■ Work task: Among the entries, how many lines hold the word "headers"? Respond with that number only.

%%

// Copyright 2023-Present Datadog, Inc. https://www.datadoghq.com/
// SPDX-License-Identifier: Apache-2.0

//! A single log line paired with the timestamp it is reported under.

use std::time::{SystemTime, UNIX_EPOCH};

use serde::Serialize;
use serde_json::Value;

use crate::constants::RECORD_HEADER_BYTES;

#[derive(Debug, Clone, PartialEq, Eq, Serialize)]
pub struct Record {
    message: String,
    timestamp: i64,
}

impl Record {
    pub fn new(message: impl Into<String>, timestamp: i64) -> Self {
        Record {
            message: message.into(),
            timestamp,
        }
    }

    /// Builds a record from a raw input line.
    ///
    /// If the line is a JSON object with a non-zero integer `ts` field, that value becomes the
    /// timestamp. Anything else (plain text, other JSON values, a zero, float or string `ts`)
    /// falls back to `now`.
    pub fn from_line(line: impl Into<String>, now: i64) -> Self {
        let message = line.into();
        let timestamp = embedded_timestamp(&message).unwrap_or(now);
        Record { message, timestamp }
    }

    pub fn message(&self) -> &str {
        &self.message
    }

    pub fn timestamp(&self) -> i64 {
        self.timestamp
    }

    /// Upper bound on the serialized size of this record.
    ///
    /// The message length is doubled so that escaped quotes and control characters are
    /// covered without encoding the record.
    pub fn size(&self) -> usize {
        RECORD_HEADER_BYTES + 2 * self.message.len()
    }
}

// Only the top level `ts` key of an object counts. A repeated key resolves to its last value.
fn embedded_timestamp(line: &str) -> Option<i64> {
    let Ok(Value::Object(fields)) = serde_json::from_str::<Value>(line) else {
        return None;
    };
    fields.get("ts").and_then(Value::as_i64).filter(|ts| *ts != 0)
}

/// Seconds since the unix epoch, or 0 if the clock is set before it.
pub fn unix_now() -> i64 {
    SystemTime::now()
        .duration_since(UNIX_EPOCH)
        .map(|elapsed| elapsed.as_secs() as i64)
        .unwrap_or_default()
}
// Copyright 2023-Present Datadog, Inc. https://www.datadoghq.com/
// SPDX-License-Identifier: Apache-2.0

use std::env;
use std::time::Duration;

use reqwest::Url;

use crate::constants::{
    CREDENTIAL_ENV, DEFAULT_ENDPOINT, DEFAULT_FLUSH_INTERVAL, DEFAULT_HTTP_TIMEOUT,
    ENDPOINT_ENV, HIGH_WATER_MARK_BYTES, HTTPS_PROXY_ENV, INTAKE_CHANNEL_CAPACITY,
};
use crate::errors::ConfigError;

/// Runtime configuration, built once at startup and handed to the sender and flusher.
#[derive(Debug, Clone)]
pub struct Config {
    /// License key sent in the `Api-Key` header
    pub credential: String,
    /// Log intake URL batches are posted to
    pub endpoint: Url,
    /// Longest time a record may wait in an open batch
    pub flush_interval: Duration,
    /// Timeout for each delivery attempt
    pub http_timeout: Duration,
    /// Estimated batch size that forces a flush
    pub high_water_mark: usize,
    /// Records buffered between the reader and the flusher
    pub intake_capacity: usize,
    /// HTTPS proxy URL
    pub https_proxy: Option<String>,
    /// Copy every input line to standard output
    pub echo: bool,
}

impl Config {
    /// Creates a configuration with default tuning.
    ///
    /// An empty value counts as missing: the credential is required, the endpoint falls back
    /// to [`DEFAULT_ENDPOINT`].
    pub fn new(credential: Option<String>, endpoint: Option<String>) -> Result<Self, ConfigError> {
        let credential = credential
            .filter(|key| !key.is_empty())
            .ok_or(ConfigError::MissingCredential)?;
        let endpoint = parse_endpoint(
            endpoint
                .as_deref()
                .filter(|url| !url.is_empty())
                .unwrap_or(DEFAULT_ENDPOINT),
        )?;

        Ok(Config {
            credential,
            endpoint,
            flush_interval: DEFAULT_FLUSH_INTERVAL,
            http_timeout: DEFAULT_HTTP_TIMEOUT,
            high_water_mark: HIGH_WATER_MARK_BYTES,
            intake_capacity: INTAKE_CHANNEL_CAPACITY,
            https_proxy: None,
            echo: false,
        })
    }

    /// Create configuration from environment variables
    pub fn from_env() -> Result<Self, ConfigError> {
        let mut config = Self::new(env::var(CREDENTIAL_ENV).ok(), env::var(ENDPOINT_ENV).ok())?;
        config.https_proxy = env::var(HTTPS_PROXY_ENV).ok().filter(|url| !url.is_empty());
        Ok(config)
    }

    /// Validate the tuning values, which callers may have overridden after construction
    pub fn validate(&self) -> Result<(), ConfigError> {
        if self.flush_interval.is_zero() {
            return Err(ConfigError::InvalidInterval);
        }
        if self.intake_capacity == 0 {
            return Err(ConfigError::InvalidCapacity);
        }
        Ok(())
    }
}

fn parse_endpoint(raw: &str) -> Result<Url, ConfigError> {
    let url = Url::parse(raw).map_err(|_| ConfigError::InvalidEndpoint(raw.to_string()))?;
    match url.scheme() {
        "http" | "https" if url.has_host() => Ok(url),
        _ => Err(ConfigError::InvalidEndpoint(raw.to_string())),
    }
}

%%
%%

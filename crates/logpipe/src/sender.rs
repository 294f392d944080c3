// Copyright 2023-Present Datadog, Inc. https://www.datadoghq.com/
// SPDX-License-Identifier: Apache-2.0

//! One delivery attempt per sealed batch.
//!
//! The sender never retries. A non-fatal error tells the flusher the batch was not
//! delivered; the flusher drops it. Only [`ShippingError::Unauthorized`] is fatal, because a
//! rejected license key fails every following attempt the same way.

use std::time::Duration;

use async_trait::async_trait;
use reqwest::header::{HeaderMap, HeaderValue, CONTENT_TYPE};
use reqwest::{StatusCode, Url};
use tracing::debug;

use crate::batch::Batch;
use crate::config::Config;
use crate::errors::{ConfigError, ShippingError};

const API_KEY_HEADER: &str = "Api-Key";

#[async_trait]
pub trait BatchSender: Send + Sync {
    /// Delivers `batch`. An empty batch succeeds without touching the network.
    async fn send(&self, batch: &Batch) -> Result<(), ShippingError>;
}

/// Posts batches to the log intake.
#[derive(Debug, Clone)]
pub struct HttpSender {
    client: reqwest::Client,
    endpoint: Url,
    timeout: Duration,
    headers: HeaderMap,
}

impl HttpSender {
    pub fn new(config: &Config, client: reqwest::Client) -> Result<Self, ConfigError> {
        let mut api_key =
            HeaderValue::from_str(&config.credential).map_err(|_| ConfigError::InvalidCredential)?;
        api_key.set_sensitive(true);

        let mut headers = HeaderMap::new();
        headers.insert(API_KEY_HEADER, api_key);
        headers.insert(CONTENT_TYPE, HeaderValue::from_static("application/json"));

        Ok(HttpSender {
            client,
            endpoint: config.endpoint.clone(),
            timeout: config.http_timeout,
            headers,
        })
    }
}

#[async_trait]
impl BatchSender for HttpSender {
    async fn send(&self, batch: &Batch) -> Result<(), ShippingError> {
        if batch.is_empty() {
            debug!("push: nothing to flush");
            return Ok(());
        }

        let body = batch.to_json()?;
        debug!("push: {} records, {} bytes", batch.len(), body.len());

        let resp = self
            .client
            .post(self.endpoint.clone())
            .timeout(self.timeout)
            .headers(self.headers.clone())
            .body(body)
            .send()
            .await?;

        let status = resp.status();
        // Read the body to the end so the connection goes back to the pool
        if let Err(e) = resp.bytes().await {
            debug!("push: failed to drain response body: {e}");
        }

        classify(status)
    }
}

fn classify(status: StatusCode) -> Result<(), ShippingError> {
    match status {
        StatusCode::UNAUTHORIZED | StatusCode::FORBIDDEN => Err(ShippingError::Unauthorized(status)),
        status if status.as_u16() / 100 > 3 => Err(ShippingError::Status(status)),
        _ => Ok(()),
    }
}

%%
%%

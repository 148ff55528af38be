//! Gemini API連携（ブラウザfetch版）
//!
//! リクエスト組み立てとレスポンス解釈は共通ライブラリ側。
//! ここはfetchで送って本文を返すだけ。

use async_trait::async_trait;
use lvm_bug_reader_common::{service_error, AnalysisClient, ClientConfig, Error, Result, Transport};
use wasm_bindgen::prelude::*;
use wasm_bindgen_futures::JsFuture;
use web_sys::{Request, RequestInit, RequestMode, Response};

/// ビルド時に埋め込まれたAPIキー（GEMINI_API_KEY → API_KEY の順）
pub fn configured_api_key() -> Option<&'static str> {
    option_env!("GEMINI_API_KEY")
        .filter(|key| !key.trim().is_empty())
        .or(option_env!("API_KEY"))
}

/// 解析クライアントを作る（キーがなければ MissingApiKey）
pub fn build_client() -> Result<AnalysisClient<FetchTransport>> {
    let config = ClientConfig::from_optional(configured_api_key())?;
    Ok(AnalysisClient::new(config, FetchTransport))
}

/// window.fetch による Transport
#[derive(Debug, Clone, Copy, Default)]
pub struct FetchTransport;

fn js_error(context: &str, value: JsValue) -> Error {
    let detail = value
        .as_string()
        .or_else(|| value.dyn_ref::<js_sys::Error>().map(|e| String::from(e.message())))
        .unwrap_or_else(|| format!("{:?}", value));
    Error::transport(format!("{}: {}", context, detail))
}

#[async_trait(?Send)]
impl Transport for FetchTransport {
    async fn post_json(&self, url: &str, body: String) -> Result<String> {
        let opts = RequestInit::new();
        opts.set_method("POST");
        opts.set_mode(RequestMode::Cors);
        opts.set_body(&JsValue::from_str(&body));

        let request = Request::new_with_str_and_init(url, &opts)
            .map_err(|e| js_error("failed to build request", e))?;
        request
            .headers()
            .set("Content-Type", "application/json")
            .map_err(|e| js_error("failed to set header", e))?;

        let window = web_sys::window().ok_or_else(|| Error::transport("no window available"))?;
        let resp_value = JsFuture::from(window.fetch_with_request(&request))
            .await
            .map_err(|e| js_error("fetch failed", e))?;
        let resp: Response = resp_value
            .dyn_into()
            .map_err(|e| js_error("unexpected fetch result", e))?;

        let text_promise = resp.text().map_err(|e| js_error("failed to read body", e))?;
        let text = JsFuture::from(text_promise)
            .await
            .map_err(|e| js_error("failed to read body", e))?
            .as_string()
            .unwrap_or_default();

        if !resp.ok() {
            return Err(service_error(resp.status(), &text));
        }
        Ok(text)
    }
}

%%

■ The answer: 7